RECORDS SHOWN: Begin

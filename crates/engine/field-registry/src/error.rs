use crate::InvalidTypeReference;

/// Schema construction failures. All of them abort the build.
#[derive(thiserror::Error, Debug, Clone, PartialEq, Eq)]
pub enum BuildError {
    #[error("Field `{identifier}` is declared more than once on `{container}`")]
    DuplicateField { container: String, identifier: String },
    #[error("Argument `{identifier}` is declared more than once on field `{field}`")]
    DuplicateArgument { field: String, identifier: String },
    #[error("Type `{identifier}` is declared more than once")]
    DuplicateType { identifier: String },
    #[error("`{identifier}` has no reference and none can be derived from its container")]
    MissingReference { identifier: String },
    #[error("Cannot attach a resolver to `{container}.{field}`: no such field")]
    UnknownField { container: String, field: String },
    #[error("`{container}.{field}` already has a resolver")]
    DuplicateResolver { container: String, field: String },
    #[error("`{container}.{identifier}` has an invalid type: {source}")]
    InvalidType {
        container: String,
        identifier: String,
        source: InvalidTypeReference,
    },
}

RECORDS SHOWN: End

TASK PROMPT: Go through the records above and return each line in which the word "source" occurs.

SOLUTION FOR THIS EXERCISE:
    #[error("`{container}.{identifier}` has an invalid type: {source}")]
        source: InvalidTypeReference,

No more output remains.